Chiangrai Times – On the 10th August 2000 the body of Kirsty Sarah Jones, a 24 year old Welsh backpacker in her second month of a one year, round the world, travel, was found brutally raped and murdered in Aree Guesthouse, Chiang Mai.
The case received international attention and with mounting pressure from the press, the Chiang Mai police were accused of conducting a ‘shambolic police investigation’ according to the BBC. One suspect after another – mostly western – were paraded in front of the press, before lack of evidence forced the police to move on to the next suspect.
Within a couple of weeks, Dr. Tanin Bhoopat, Professor and Chairman of the Department of Forensic Medicine, had announced that the DNA evidence recovered from the body was that of an Asian male. In spite of this scientific evidence police continued to focus their investigation on westerners. Colonel Suthep Dejraksa, one of the investigating detectives at the time theorised that evidence was planted in the victim, “the farang murderer must have bought some Thai sperm from a tuk tuk driver,” he told Citylife magazine at the time. His claim was immediately disputed by Dr. Tanin who insisted that the evidence could not have been planted.
Today, Lieutenant General Suthep Dejraksa has risen to position of Commissioner of the 5th Region Police. He told CityNews two months ago that he still stood behind his theory that the guesthouse’s English owner, Andrew Gill, was the culprit and that the Asian DNA was planted.
Kirsty Jones’s mother, Sue Jones, has come to Thailand a few times over the years to keep the pressure on the police. Scotland Yard and police offers from the Dyfed-Powys Police in Wales have also been working closely with the Department of Special Investigation (DSI), which accepted the case as a Special Case in 2005.

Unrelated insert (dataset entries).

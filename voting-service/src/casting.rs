//! Vote casting: validation, duplicate checks, guarded insert and ledger
//! submission.
//!
//! A single attempt moves `Validating -> Pending -> Submitting ->
//! Confirmed | Rejected`. Submission is one routine shared by both execution
//! modes; background mode merely observes it from a spawned task.

use std::sync::Arc;

use chrono::{DateTime, Utc};
use serde::Serialize;
use tokio::sync::Semaphore;
use tracing::{error, info, warn};

use crate::audit::{AuditKind, AuditLog};
use crate::consistency::ConsistencyChecker;
use crate::database::models::{CampaignRecord, NewVote, VoteRecord, VoteStatus};
use crate::database::Database;
use crate::error::{StoreError, VoteError};
use crate::hasher::vote_content_hash;
use crate::ledger::{LedgerClient, LedgerError};
use crate::metrics::{self, CastOutcome};

/// How the caller wants to observe ledger submission.
#[derive(Debug, Clone, Copy, PartialEq, Eq)]
pub enum CastMode {
    /// Return the pending vote immediately; a spawned task records the
    /// ledger outcome.
    Background,
    /// Await the ledger outcome (bounded by the client timeout) so the
    /// caller receives a terminal status.
    Synchronous,
}

/// Caller-facing view of a vote attempt. Ledger failures appear in
/// `ledger_error` and the `rejected` status; they are never raised as
/// transport errors.
#[derive(Debug, Clone, Serialize)]
pub struct VoteReceipt {
    pub vote_id: i64,
    pub campaign_id: i64,
    pub voter_id: i64,
    pub option_id: i64,
    pub content_hash: String,
    pub status: VoteStatus,
    pub ledger_tx: Option<String>,
    pub ledger_error: Option<String>,
    pub created_at: DateTime<Utc>,
    pub confirmed_at: Option<DateTime<Utc>>,
}

/// Reporting status: a vote pending past the confirmation timeout is
/// indeterminate and must not read as confirmed.
#[derive(Debug, Clone, Copy, PartialEq, Eq, Serialize)]
#[serde(rename_all = "snake_case")]
pub enum DisplayStatus {
    Pending,
    PendingStale,
    Confirmed,
    Rejected,
}

impl VoteReceipt {
    fn from_vote(vote: &VoteRecord) -> Self {
        Self {
            vote_id: vote.id,
            campaign_id: vote.campaign_id,
            voter_id: vote.voter_id,
            option_id: vote.option_id,
            content_hash: vote.content_hash.clone(),
            status: vote.status,
            ledger_tx: vote.ledger_tx.clone(),
            ledger_error: None,
            created_at: vote.created_at,
            confirmed_at: vote.confirmed_at,
        }
    }

    pub fn display_status(&self, now: DateTime<Utc>, stale_after: chrono::Duration) -> DisplayStatus {
        match self.status {
            VoteStatus::Confirmed => DisplayStatus::Confirmed,
            VoteStatus::Rejected => DisplayStatus::Rejected,
            VoteStatus::Pending if now - self.created_at >= stale_after => {
                DisplayStatus::PendingStale
            }
            VoteStatus::Pending => DisplayStatus::Pending,
        }
    }
}

#[derive(Clone)]
pub struct VoteCastingService {
    db: Database,
    ledger: Arc<dyn LedgerClient>,
    checker: ConsistencyChecker,
    audit: AuditLog,
    limiter: Arc<Semaphore>,
}

impl VoteCastingService {
    pub fn new(
        db: Database,
        ledger: Arc<dyn LedgerClient>,
        checker: ConsistencyChecker,
        audit: AuditLog,
        max_inflight_ledger_calls: usize,
    ) -> Self {
        Self {
            db,
            ledger,
            checker,
            audit,
            limiter: Arc::new(Semaphore::new(max_inflight_ledger_calls.max(1))),
        }
    }

    /// Cast a vote for `voter_id` in `campaign_id`. The voter seed comes from
    /// the identity layer and salts the content hash.
    pub async fn cast_vote(
        &self,
        campaign_id: i64,
        voter_id: i64,
        option_id: i64,
        voter_seed: &str,
        mode: CastMode,
    ) -> Result<VoteReceipt, VoteError> {
        // Validate the campaign, its window and the chosen option.
        let campaign = match CampaignRecord::get(self.db.pool(), campaign_id).await {
            Ok(campaign) => campaign,
            Err(StoreError::CampaignNotFound(id)) => {
                metrics::record_cast_outcome(CastOutcome::Invalid);
                return Err(VoteError::InvalidVoteRequest(format!(
                    "campaign {id} not found"
                )));
            }
            Err(e) => return Err(e.into()),
        };
        if !campaign.state.is_active() {
            metrics::record_cast_outcome(CastOutcome::Invalid);
            return Err(VoteError::InvalidVoteRequest(format!(
                "campaign {} is not open (state is {})",
                campaign_id,
                campaign.state.as_str()
            )));
        }
        let now = Utc::now();
        if now < campaign.starts_at || now >= campaign.ends_at {
            metrics::record_cast_outcome(CastOutcome::Invalid);
            return Err(VoteError::InvalidVoteRequest(format!(
                "campaign {campaign_id} is outside its voting window"
            )));
        }
        let options = CampaignRecord::options(self.db.pool(), campaign_id).await?;
        let option = match options.iter().find(|o| o.id == option_id) {
            Some(option) => option,
            None => {
                metrics::record_cast_outcome(CastOutcome::Invalid);
                return Err(VoteError::InvalidVoteRequest(format!(
                    "option {option_id} does not belong to campaign {campaign_id}"
                )));
            }
        };

        // Duplicate pre-check across both sources of truth. A divergence
        // outranks the duplicate answer: neither side can be trusted for
        // this voter until an operator reconciles them.
        let verdict = self.checker.check(voter_id, campaign_id).await?;
        if !verdict.consistent {
            metrics::record_cast_outcome(CastOutcome::Conflict);
            return Err(VoteError::IntegrityConflict {
                voter_id,
                campaign_id,
            });
        }
        if verdict.local_has_voted || verdict.remote_has_voted == Some(true) {
            metrics::record_cast_outcome(CastOutcome::AlreadyVoted);
            return Err(VoteError::AlreadyVoted {
                voter_id,
                campaign_id,
            });
        }

        // Persist the pending vote behind the uniqueness guard. Losing the
        // race to a concurrent attempt is the same outcome as having voted.
        let content_hash =
            vote_content_hash(campaign_id, voter_id, option_id, voter_seed, now.timestamp_millis());
        let new_vote = NewVote {
            voter_id,
            campaign_id,
            option_id,
            content_hash,
        };
        let vote = match VoteRecord::insert_pending(self.db.pool(), &new_vote).await {
            Ok(vote) => vote,
            Err(StoreError::Duplicate) => {
                metrics::record_cast_outcome(CastOutcome::AlreadyVoted);
                return Err(VoteError::AlreadyVoted {
                    voter_id,
                    campaign_id,
                });
            }
            Err(StoreError::CampaignNotOpen(msg)) => {
                metrics::record_cast_outcome(CastOutcome::Invalid);
                return Err(VoteError::InvalidVoteRequest(msg));
            }
            Err(e) => return Err(e.into()),
        };

        info!(
            "Vote {} pending for voter {} in campaign {}",
            vote.id, voter_id, campaign_id
        );
        self.audit
            .record(
                AuditKind::VoteCast,
                Some(voter_id),
                Some(campaign_id),
                &format!("vote {} recorded with hash {}", vote.id, vote.content_hash),
            )
            .await;

        let ledger_campaign_id = campaign.ledger_campaign_id;
        let option_ordinal = option.ordinal;

        match mode {
            CastMode::Synchronous => Ok(self
                .submit_and_record(vote, ledger_campaign_id, option_ordinal)
                .await),
            CastMode::Background => {
                let receipt = VoteReceipt::from_vote(&vote);
                let service = self.clone();
                tokio::spawn(async move {
                    service
                        .submit_and_record(vote, ledger_campaign_id, option_ordinal)
                        .await;
                });
                Ok(receipt)
            }
        }
    }

    /// Fast local has-voted answer; rejected attempts do not count.
    pub async fn has_voted(&self, voter_id: i64, campaign_id: i64) -> Result<bool, VoteError> {
        Ok(VoteRecord::exists_active(self.db.pool(), voter_id, campaign_id).await?)
    }

    /// Submit one pending vote to the ledger and record the outcome. Holds a
    /// semaphore permit for the duration of the RPC; no database transaction
    /// is open while waiting.
    async fn submit_and_record(
        &self,
        vote: VoteRecord,
        ledger_campaign_id: Option<i64>,
        option_ordinal: i64,
    ) -> VoteReceipt {
        let submit_result = match ledger_campaign_id {
            None => Err(LedgerError::Unavailable(
                "campaign is not registered on the ledger".to_string(),
            )),
            Some(ledger_id) => match self.limiter.clone().acquire_owned().await {
                Ok(_permit) => {
                    self.ledger
                        .submit_vote(ledger_id, vote.voter_id, option_ordinal, &vote.content_hash)
                        .await
                }
                Err(_) => Err(LedgerError::Unavailable(
                    "ledger submission pool closed".to_string(),
                )),
            },
        };

        let mut receipt = VoteReceipt::from_vote(&vote);

        match submit_result {
            Ok(tx_ref) => {
                info!("Vote {} committed to ledger: {}", vote.id, tx_ref);
                match VoteRecord::update_confirmation(
                    self.db.pool(),
                    vote.id,
                    Some(&tx_ref),
                    VoteStatus::Confirmed,
                )
                .await
                {
                    Ok(()) => {
                        receipt.status = VoteStatus::Confirmed;
                        receipt.confirmed_at = Some(Utc::now());
                    }
                    Err(e) => {
                        // The ledger write landed but the local row did not
                        // advance; the post-cast check below records the
                        // divergence.
                        error!(
                            "Vote {} confirmed on ledger but local update failed: {}",
                            vote.id, e
                        );
                    }
                }
                receipt.ledger_tx = Some(tx_ref.clone());
                metrics::record_cast_outcome(CastOutcome::Confirmed);
                self.audit
                    .record(
                        AuditKind::LedgerInteraction,
                        Some(vote.voter_id),
                        Some(vote.campaign_id),
                        &format!("vote {} committed, tx {}", vote.id, tx_ref),
                    )
                    .await;

                if let Err(e) = self.checker.check(vote.voter_id, vote.campaign_id).await {
                    warn!(
                        "Post-cast consistency check failed for vote {}: {}",
                        vote.id, e
                    );
                }
            }
            Err(e) => {
                warn!("Ledger submission failed for vote {}: {}", vote.id, e);
                metrics::record_cast_outcome(CastOutcome::Rejected);
                metrics::record_ledger_failure("submit_vote");
                self.audit
                    .record(
                        AuditKind::LedgerFailure,
                        Some(vote.voter_id),
                        Some(vote.campaign_id),
                        &format!("vote {} submission failed: {e}", vote.id),
                    )
                    .await;

                match VoteRecord::update_confirmation(
                    self.db.pool(),
                    vote.id,
                    None,
                    VoteStatus::Rejected,
                )
                .await
                {
                    Ok(()) => receipt.status = VoteStatus::Rejected,
                    Err(update_err) => {
                        error!("Failed to mark vote {} rejected: {}", vote.id, update_err)
                    }
                }
                receipt.ledger_error = Some(e.to_string());
            }
        }

        receipt
    }
}

#[cfg(test)]
mod tests {
    use super::*;
    use chrono::Duration;

    fn receipt(status: VoteStatus, age: Duration) -> VoteReceipt {
        let created_at = Utc::now() - age;
        VoteReceipt {
            vote_id: 1,
            campaign_id: 1,
            voter_id: 1,
            option_id: 1,
            content_hash: "abc".to_string(),
            status,
            ledger_tx: None,
            ledger_error: None,
            created_at,
            confirmed_at: None,
        }
    }

    #[test]
    fn fresh_pending_is_pending() {
        let r = receipt(VoteStatus::Pending, Duration::seconds(5));
        assert_eq!(
            r.display_status(Utc::now(), Duration::seconds(120)),
            DisplayStatus::Pending
        );
    }

    #[test]
    fn old_pending_is_stale_not_confirmed() {
        let r = receipt(VoteStatus::Pending, Duration::seconds(600));
        assert_eq!(
            r.display_status(Utc::now(), Duration::seconds(120)),
            DisplayStatus::PendingStale
        );
    }

    #[test]
    fn terminal_states_are_unaffected_by_age() {
        let confirmed = receipt(VoteStatus::Confirmed, Duration::seconds(600));
        assert_eq!(
            confirmed.display_status(Utc::now(), Duration::seconds(120)),
            DisplayStatus::Confirmed
        );
        let rejected = receipt(VoteStatus::Rejected, Duration::seconds(600));
        assert_eq!(
            rejected.display_status(Utc::now(), Duration::seconds(120)),
            DisplayStatus::Rejected
        );
    }
}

Today, 9th August, Sue Jones, Andrew John, Detective Superintendent at Dyfed-Powys, representatives from the British Embassy and the DSI held a press conference in Chiang Mai.
“It still feels like yesterday when we heard what had happened to our daughter,” said a visibly emotional Jones. “Twelve years on we still feel a great sense of loss without Kirsty in our lives…With the passing of time people’s loyalties change and relationships end which may remove any previous reluctance to come forward. Something small which may seem irrelevant at the time could now be significant and add new pieces to the jigsaw that the police already have.”
Jones went on to ask the people of Chiang Mai to help her, “There is not a day goes by when I don’t think of what she would look like, what she would be doing, where would she be.”
Facing a large number of local, national as well as international press, the Department of Special Investigation reconfirmed their commitment to solving the case.
“The Royal Thai Police had conducted the investigation into this case, collected evidence and submitted prosecution opinion of the alleged offender, Mr. Andrew Gill, owner of the Aree Guesthouse, at the time,” said Pol. Col. Songsak Raksaksakui Director Bureau of Foreign Affairs and Transnational Crime Department of Special Investigation. “But the DNA test result of Mr. Andrew Gill did not match the DNA of the sperm which was collected at the crime scene as well as there were insufficient of other evidences.”
A total of 22 persons, residents at the crime scene, suspects and relatives, have had their DNAs tested, but so far there has been no match. Sexual offender inmates at Chiang Mai Correctional Institute have also had their DNAs tested. “The DNA has also been compared with the 80,000 DNA samples in the database of the Central Institute of Forensic Science. However the DNA test conducted on the mentioned different groups do not match the DNA, which was collected at the crime scene,” he added.
Oddly, in spite of the DNA evidence having been around for twelve years, he mentioned that the fact that the DNA belonged to a South East Asian male was no longer a secret and hoped that it would lead to an arrest.
The 10,000 pound reward, or 491,100 baht, a new incentive offered to any persons who can provide information and leads useful to the investigation, is hoped to help reenergise the case and open up new lines of inquiry.
The DSI has produced posters which it hopes will generate public interest in the reward.
“I am shattered,” said Jones to CityNews. “But I have a granddaughter now, Isabella Kirsty,” she added with a smile.